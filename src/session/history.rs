//! Bounded undo/redo stacks of position snapshots.
//!
//! A snapshot is a full copy of the vertex position buffer, tagged with the
//! topology generation it was taken from. Positions only mean something for
//! the mesh they were captured on, so a snapshot from another generation is
//! never installed: the history reports [`SculptError::TopologyChanged`] and
//! drops every entry that no longer fits the current mesh.

use std::collections::VecDeque;

use nalgebra::Point3;

use crate::error::{Result, SculptError};

/// A captured position buffer.
#[derive(Debug, Clone, PartialEq)]
pub struct Snapshot {
    /// Topology generation of the mesh the positions belong to.
    pub generation: u64,
    /// Vertex positions, index-aligned with that mesh.
    pub positions: Vec<Point3<f64>>,
}

impl Snapshot {
    /// Capture a position buffer.
    pub fn new(generation: u64, positions: &[Point3<f64>]) -> Self {
        Self {
            generation,
            positions: positions.to_vec(),
        }
    }
}

/// Undo and redo stacks, each holding at most `capacity` snapshots.
#[derive(Debug, Clone)]
pub struct EditHistory {
    undo: VecDeque<Snapshot>,
    redo: VecDeque<Snapshot>,
    capacity: usize,
}

impl Default for EditHistory {
    fn default() -> Self {
        Self::new(30)
    }
}

impl EditHistory {
    /// Empty history with the given depth (at least 1).
    pub fn new(capacity: usize) -> Self {
        let capacity = capacity.max(1);
        Self {
            undo: VecDeque::with_capacity(capacity + 1),
            redo: VecDeque::with_capacity(capacity + 1),
            capacity,
        }
    }

    /// Maximum depth of each stack.
    pub fn capacity(&self) -> usize {
        self.capacity
    }

    /// Number of undo steps available.
    pub fn undo_len(&self) -> usize {
        self.undo.len()
    }

    /// Number of redo steps available.
    pub fn redo_len(&self) -> usize {
        self.redo.len()
    }

    /// Check if undo is available.
    pub fn can_undo(&self) -> bool {
        !self.undo.is_empty()
    }

    /// Check if redo is available.
    pub fn can_redo(&self) -> bool {
        !self.redo.is_empty()
    }

    /// Undo entries, oldest first.
    pub fn undo_entries(&self) -> impl Iterator<Item = &Snapshot> {
        self.undo.iter()
    }

    /// Record the state before an edit. Clears redo and evicts the oldest
    /// entry when full.
    pub fn push(&mut self, snapshot: Snapshot) {
        push_bounded(&mut self.undo, snapshot, self.capacity);
        self.redo.clear();
        log::debug!("history: pushed undo ({} entries)", self.undo.len());
    }

    /// Step back. `current` is the state being left; it goes onto the redo stack.
    ///
    /// Returns `Ok(None)` if there is nothing to undo.
    pub fn undo(&mut self, current: Snapshot) -> Result<Option<Snapshot>> {
        step(&mut self.undo, &mut self.redo, current, self.capacity, "undo")
    }

    /// Step forward. `current` goes back onto the undo stack.
    ///
    /// Returns `Ok(None)` if there is nothing to redo.
    pub fn redo(&mut self, current: Snapshot) -> Result<Option<Snapshot>> {
        step(&mut self.redo, &mut self.undo, current, self.capacity, "redo")
    }

    /// Take back the most recent push without touching the redo stack.
    ///
    /// Used when the edit the push guarded failed before changing anything.
    pub fn rollback(&mut self) -> Option<Snapshot> {
        let snapshot = self.undo.pop_back();
        if snapshot.is_some() {
            log::debug!("history: rolled back last push");
        }
        snapshot
    }

    /// Drop every snapshot not taken from `generation`.
    pub fn retain_generation(&mut self, generation: u64) {
        self.undo.retain(|s| s.generation == generation);
        self.redo.retain(|s| s.generation == generation);
    }

    /// Forget everything.
    pub fn clear(&mut self) {
        self.undo.clear();
        self.redo.clear();
    }
}

fn push_bounded(stack: &mut VecDeque<Snapshot>, snapshot: Snapshot, capacity: usize) {
    stack.push_back(snapshot);
    while stack.len() > capacity {
        stack.pop_front();
    }
}

fn step(
    from: &mut VecDeque<Snapshot>,
    to: &mut VecDeque<Snapshot>,
    current: Snapshot,
    capacity: usize,
    what: &'static str,
) -> Result<Option<Snapshot>> {
    let Some(top) = from.back() else {
        log::debug!("history: nothing to {}", what);
        return Ok(None);
    };

    if top.generation != current.generation {
        let snapshot = top.generation;
        from.retain(|s| s.generation == current.generation);
        to.retain(|s| s.generation == current.generation);
        log::warn!(
            "history: {} snapshot is from topology generation {}, mesh is at {}",
            what,
            snapshot,
            current.generation
        );
        return Err(SculptError::TopologyChanged {
            snapshot,
            current: current.generation,
        });
    }

    let restored = from.pop_back();
    push_bounded(to, current, capacity);
    log::debug!("history: {} ({} undo / {} redo left)", what, from.len(), to.len());
    Ok(restored)
}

+===+

What the task asks:
Read the records above. Show each line that has the string "onto".

Response to this exercise:
    /// Step back. `current` is the state being left; it goes onto the redo stack.
    /// Step forward. `current` goes back onto the undo stack.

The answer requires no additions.